Dreams. Boyhood dreams.
Kevin Costner about Joe DiMaggio
Even adults thought that Joe DiMaggio was something
special. Kevin Costner, who made that
great baseball movie, “Field of Dreams” said about Joe DiMaggio, “There are
certain people’s names that are reminders of what men can be like. To this day,
when I hear the name Joe DiMaggio, it is so much more than a man’s name. It
reminds me to play whatever game I’m in with more grace and pride and
dignity…He is a man who speaks to us about how to walk through life and how to
receive the admiration only the famous can know…and about how to wear defeat
and disappointment as if it were just a passing storm. Men like Joe DiMaggio
are not just of their own time. They are men for the ages.”
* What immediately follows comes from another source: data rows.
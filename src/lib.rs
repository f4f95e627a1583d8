//! Core engine for the simulated block filesystem: layout codec, block
//! device, consistency checker, namespace, allocator, file engine and
//! defragmenter. The front end (script reading, lexical validation, stderr
//! formatting) lives in `src/main.rs` and talks to this crate only through
//! [`op::Operation`] and [`session::Session`].

pub mod alloc;
pub mod check;
pub mod defrag;
pub mod device;
pub mod engine;
pub mod error;
pub mod layout;
pub mod namespace;
pub mod op;
pub mod session;

pub use error::FsError;
pub use op::{Operation, Record};
pub use session::Session;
I remember in 1952 collecting Topps Baseball Cards – buying
packs and packs of gum to get that Topps, Joe DiMaggio 1952 card. So I gathered
about one-hundred-and-seventy-five cards before discovering that he retired
before the production of the 1952 cards were printed. (I still have the 1952
Topps cards I collected as a boy. And no
they are not in good condition. Who knew
then. I glued the cards into a paper
scrapbook so on the back of the cards there are these great hunks of Elmer’s
Rubber Cement and bits of paper attached to the cards.)
For me this is where Joe DiMaggio went
I continued to follow the Yankees until the Brooklyn Dodgers
moved to Los Angeles
for the 1958 season and my allegiance changed.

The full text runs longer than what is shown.